Knowledge of educational ends, purposes, and values, and their philosophical and historical grounds (p. 8)

(MY THOUGHTS – I could use this as a framework for Helen!)

“Pedagogical content knowledge is the category most likely to distinguish the understanding of the content specialist from that of the pedagogue” (p. 8). (MY THOUGHTS – The scholar from the practitioner with the ideal blend in teacher education being scholarly practitioners?/ Blue Ribbon Panel Report requires teacher educators to be practitioners. (This could support the AACTE paper).

“To advance the aims of organized schooling, materials and structures for teaching and learning are created. These include : curricula with their scopes and sequences; tests and testing materials; institutions with their hierarchies, their explicit and implicit systems of rules and roles; professional teachers’ organizations with their functions of negotiation, social change, and mutual protection; government agencies from the district through the sstate and federal levels; and general mechanisms of governance and finance. Because teachers necessarily function within a matrix created by these elements, using and being used by them it stands to reason that the principles, policies, and facts of their function comprise a major source for the knowledge base” (p. 9). (MY THOUGHTS – What is the matrix for hybrids?)

“But if a teacher has to ‘know the territory’ of teaching, then it is the landscape of such materials, institutions, organizations, and mechanisms that which he or she must be familiar” (p. 9). (MY THOUGHTS – Relate to supervision and hybrids and Miller studies? )

“Perhaps the most enduring and powerful scholarly influences on teachers are those that enrich their images of the possible: their visions of what constitutes good education, ro what a well-educated youngster might look like if provided with appropriate opportunities and stimulation” (p. 10).

“Wisdom of practice. The final source of the knowledge base is the least codified of all. It is the wisdom of practice itself, the maxims that guide (or provide reflective rationalization for) the practices of able teachers. One of the more important tasks for the research community is to work with practitioners to develop codified representations of the practical pedagogical wisdom of able teachers” (p. 11). (MY THOUGHTS – This would be a change for clinical education.)
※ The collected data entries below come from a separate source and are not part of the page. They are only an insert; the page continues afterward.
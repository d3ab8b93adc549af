//! The inbound event as this adapter sees it.
//!
//! The "bare" and "oneshot" executables get this straight out of the JSON
//! event, which has the same field names as an API Gateway proxy event. The
//! "proxy event" executable builds one from a `lambda_http::Request`.
//!
//! API Gateway hands us `null` instead of an empty map when there are no
//! query parameters or headers, and individual values can be `null` too, so
//! everything is optional and accessors treat `null` as missing.

use lambda_http::{Body, Request, RequestExt};
use serde::Deserialize;
use serde_json::{Map, Value};
use std::collections::HashMap;

use crate::error::AdapterError;

pub const AUTHORIZATION: &str = "Authorization";

#[derive(Clone, Debug, Default, Deserialize)]
#[serde(rename_all = "camelCase")]
pub struct InboundRequest {
    pub path: String,

    #[serde(default)]
    pub body: Option<String>,

    #[serde(default)]
    pub query_string_parameters: Option<HashMap<String, Option<String>>>,

    #[serde(default)]
    pub headers: Option<HashMap<String, Option<String>>>,
}

impl InboundRequest {
    pub fn new<S: Into<String>>(path: S) -> Self {
        InboundRequest {
            path: path.into(),
            ..Default::default()
        }
    }

    pub fn with_body<S: Into<String>>(mut self, body: S) -> Self {
        self.body = Some(body.into());
        self
    }

    pub fn with_query<K: Into<String>, V: Into<String>>(mut self, key: K, value: V) -> Self {
        self.query_string_parameters
            .get_or_insert_with(HashMap::new)
            .insert(key.into(), Some(value.into()));
        self
    }

    pub fn with_header<K: Into<String>, V: Into<String>>(mut self, key: K, value: V) -> Self {
        self.headers
            .get_or_insert_with(HashMap::new)
            .insert(key.into(), Some(value.into()));
        self
    }

    /// Get a query parameter. Absent maps, absent keys, and `null` values
    /// all come back as `None`.
    pub fn query(&self, name: &str) -> Option<&str> {
        self.query_string_parameters
            .as_ref()?
            .get(name)?
            .as_deref()
    }

    /// Get a query parameter that must be present and non-empty.
    pub fn required_query(&self, name: &str, label: &'static str) -> Result<&str, AdapterError> {
        match self.query(name) {
            Some(v) if !v.is_empty() => Ok(v),
            other => Err(AdapterError::missing_parameter(label, other)),
        }
    }

    /// Get a header value. Names are case-sensitive, as in the raw event;
    /// proxy requests get their names canonicalized on the way in.
    pub fn header(&self, name: &str) -> Option<&str> {
        self.headers.as_ref()?.get(name)?.as_deref()
    }

    /// The inbound credential, passed along verbatim and never checked.
    pub fn authorization(&self) -> Option<&str> {
        self.header(AUTHORIZATION)
    }

    /// The relay target URL, which every HTTP relay needs.
    pub fn relay_url(&self) -> Result<&str, AdapterError> {
        self.required_query("url", "URL")
    }

    /// Parse the body into a JSON object.
    pub fn decode_body(&self) -> Result<Map<String, Value>, AdapterError> {
        let text = self
            .body
            .as_deref()
            .ok_or_else(|| AdapterError::MalformedInput("request has no body".to_owned()))?;

        match serde_json::from_str(text)? {
            Value::Object(map) => Ok(map),
            other => Err(AdapterError::MalformedInput(format!(
                "expected a JSON object body, got `{}`",
                other
            ))),
        }
    }
}

/// `http` hands us lowercased header names; turn `x-aio-key` back into
/// `X-Aio-Key` so that lookups match the raw event's spelling.
fn canonical_header_name(name: &str) -> String {
    name.split('-')
        .map(|part| {
            let mut chars = part.chars();
            match chars.next() {
                Some(c) => c.to_ascii_uppercase().to_string() + chars.as_str(),
                None => String::new(),
            }
        })
        .collect::<Vec<_>>()
        .join("-")
}

impl TryFrom<&Request> for InboundRequest {
    type Error = AdapterError;

    fn try_from(req: &Request) -> Result<Self, Self::Error> {
        let body = match req.body() {
            Body::Empty => None,
            Body::Text(t) => Some(t.clone()),
            Body::Binary(b) => Some(String::from_utf8(b.clone()).map_err(|_| {
                AdapterError::MalformedInput("request body is not UTF-8".to_owned())
            })?),
        };

        let query: HashMap<String, Option<String>> = req
            .query_string_parameters()
            .iter()
            .map(|(k, v)| (k.to_owned(), Some(v.to_owned())))
            .collect();

        let headers: HashMap<String, Option<String>> = req
            .headers()
            .iter()
            .map(|(k, v)| {
                (
                    canonical_header_name(k.as_str()),
                    v.to_str().ok().map(str::to_owned),
                )
            })
            .collect();

        Ok(InboundRequest {
            path: req.raw_http_path().to_owned(),
            body,
            query_string_parameters: Some(query),
            headers: Some(headers),
        })
    }
}
//! Request handlers: the generic modulated one and the Adafruit one.

use tracing::debug;

use crate::{
    error::AdapterError,
    modulators::{self, Modulator},
    mqtt::{self, MqttCredentials},
    relay::{self, RelayTarget},
    request::{InboundRequest, AUTHORIZATION},
    routes::TransportKind,
    Adapter, RelayResponse,
};

/// Decode the body, run it through `modulate`, and POST the result to the
/// `url` query parameter with the inbound `Authorization` header.
///
/// A transformation failure ends the request without any outbound call.
pub async fn modulated(
    adapter: &Adapter,
    req: &InboundRequest,
    modulate: Modulator,
) -> Result<RelayResponse, AdapterError> {
    // The decoded map is owned, so the modulator gets its own working copy
    // to pick apart.
    let data = req.decode_body()?;

    let target = RelayTarget {
        url: req.relay_url()?.to_owned(),
        auth_header: AUTHORIZATION,
        auth_value: req.authorization().map(str::to_owned),
    };

    let payload = modulate(req, data)?;
    debug!(?payload, "modulated payload");
    relay::relay_post(adapter.http(), target, payload).await
}

/// Send one payload field to an Adafruit IO feed, over whichever transport
/// this deployment uses.
pub async fn adafruit(
    adapter: &Adapter,
    req: &InboundRequest,
    transport: TransportKind,
) -> Result<RelayResponse, AdapterError> {
    let data = req.decode_body()?;

    match transport {
        TransportKind::Http { auth_header } => {
            let target = RelayTarget {
                url: req.relay_url()?.to_owned(),
                auth_header,
                auth_value: req.authorization().map(str::to_owned),
            };

            let payload = modulators::adafruit(req, &data)?;
            relay::relay_post(adapter.http(), target, payload).await
        }

        TransportKind::Mqtt => {
            let username = req.required_query("username", "'username'")?;
            let feed = match req.query("feed") {
                Some(f) if !f.is_empty() => f,
                _ => req.required_query("field", "'field'")?,
            };
            let password = req
                .authorization()
                .ok_or(AdapterError::MissingCredential(AUTHORIZATION))?;

            let payload = modulators::adafruit(req, &data)?;
            let message = serde_json::to_vec(&payload)?;

            let credentials = MqttCredentials {
                username: username.to_owned(),
                password: password.to_owned(),
            };

            mqtt::relay_publish(adapter.mqtt(), &credentials, feed, &message).await
        }
    }
}
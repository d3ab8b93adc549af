//! Deployment settings, read from the environment at startup.
//!
//! Lambda configuration is all environment variables, so that's all we
//! look at. Anything unset gets a default; anything set but unparseable is
//! a startup error rather than a silent fallback.

use anyhow::{anyhow, Context, Result};
use std::{env, str::FromStr, time::Duration};

fn default_timeout_ms() -> u64 {
    10_000
}

fn default_mqtt_host() -> String {
    "io.adafruit.com".to_owned()
}

fn default_mqtt_port() -> u16 {
    1883
}

/// How the `adafruit` route delivers its data. Only one is active in any
/// given deployment.
#[derive(Clone, Copy, Debug, Default, Eq, PartialEq)]
pub enum AdafruitTransport {
    /// POST to the `url` query parameter with an `X-AIO-Key` header.
    #[default]
    Http,

    /// Publish to `<username>/feeds/<feed>` on the MQTT broker.
    Mqtt,
}

impl FromStr for AdafruitTransport {
    type Err = anyhow::Error;

    fn from_str(s: &str) -> Result<Self> {
        match s.to_ascii_lowercase().as_str() {
            "http" => Ok(AdafruitTransport::Http),
            "mqtt" => Ok(AdafruitTransport::Mqtt),
            other => Err(anyhow!("unknown Adafruit transport `{other}` (expected http or mqtt)")),
        }
    }
}

#[derive(Clone, Debug, Eq, PartialEq)]
pub struct Config {
    /// Upper bound on the whole handling of one request, outbound call
    /// included.
    pub timeout_ms: u64,

    pub adafruit_transport: AdafruitTransport,

    pub mqtt_host: String,

    pub mqtt_port: u16,
}

impl Default for Config {
    fn default() -> Self {
        Config {
            timeout_ms: default_timeout_ms(),
            adafruit_transport: AdafruitTransport::default(),
            mqtt_host: default_mqtt_host(),
            mqtt_port: default_mqtt_port(),
        }
    }
}

impl Config {
    pub fn from_env() -> Result<Self> {
        Self::from_lookup(|k| env::var(k).ok())
    }

    /// Build a config from an arbitrary variable lookup.
    pub fn from_lookup<F>(lookup: F) -> Result<Self>
    where
        F: Fn(&str) -> Option<String>,
    {
        let mut cfg = Config::default();

        if let Some(v) = lookup("TTN_ADAPTER_TIMEOUT_MS") {
            cfg.timeout_ms = v
                .parse()
                .with_context(|| format!("invalid TTN_ADAPTER_TIMEOUT_MS `{v}`"))?;
        }

        if let Some(v) = lookup("TTN_ADAPTER_ADAFRUIT_TRANSPORT") {
            cfg.adafruit_transport = v.parse()?;
        }

        if let Some(v) = lookup("TTN_ADAPTER_MQTT_HOST") {
            cfg.mqtt_host = v;
        }

        if let Some(v) = lookup("TTN_ADAPTER_MQTT_PORT") {
            cfg.mqtt_port = v
                .parse()
                .with_context(|| format!("invalid TTN_ADAPTER_MQTT_PORT `{v}`"))?;
        }

        Ok(cfg)
    }

    pub fn timeout(&self) -> Duration {
        Duration::from_millis(self.timeout_ms)
    }
}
“One of the frustrations of teaching as an occupation and profession is its extensive individual and collective amnesia, the consistency with which the best creations of its practitioners are lost to both contemporary and future peers” (p. 11).

“Fenstermacher (1978, 1986) provides a useful framework for analysis. The goal of teacher education, he argues, is not to indoctrinate or train teachers to behave in prescribed ways, but to educate teachers to reason soundly about their teaching as well as to perform skillfully. Sound reasoning requires both a process of thinking about what they are doing and an adequate base of facts, principles, and experiences from which to reason. Teachers must learn to use their knowledge base to provide the grounds for choices and actions” (p. 13). (MY THOUGHTS – But!!! Time!!! Time must be there in order to think).

“Indeed, our exemplary teachers present ideas in order to provoke the constructive processes of their students and not to incur student dependence on teachers or to stimulate the flatteries of imitation” (pp. 13-14). This is or should be a goal fo supervision.)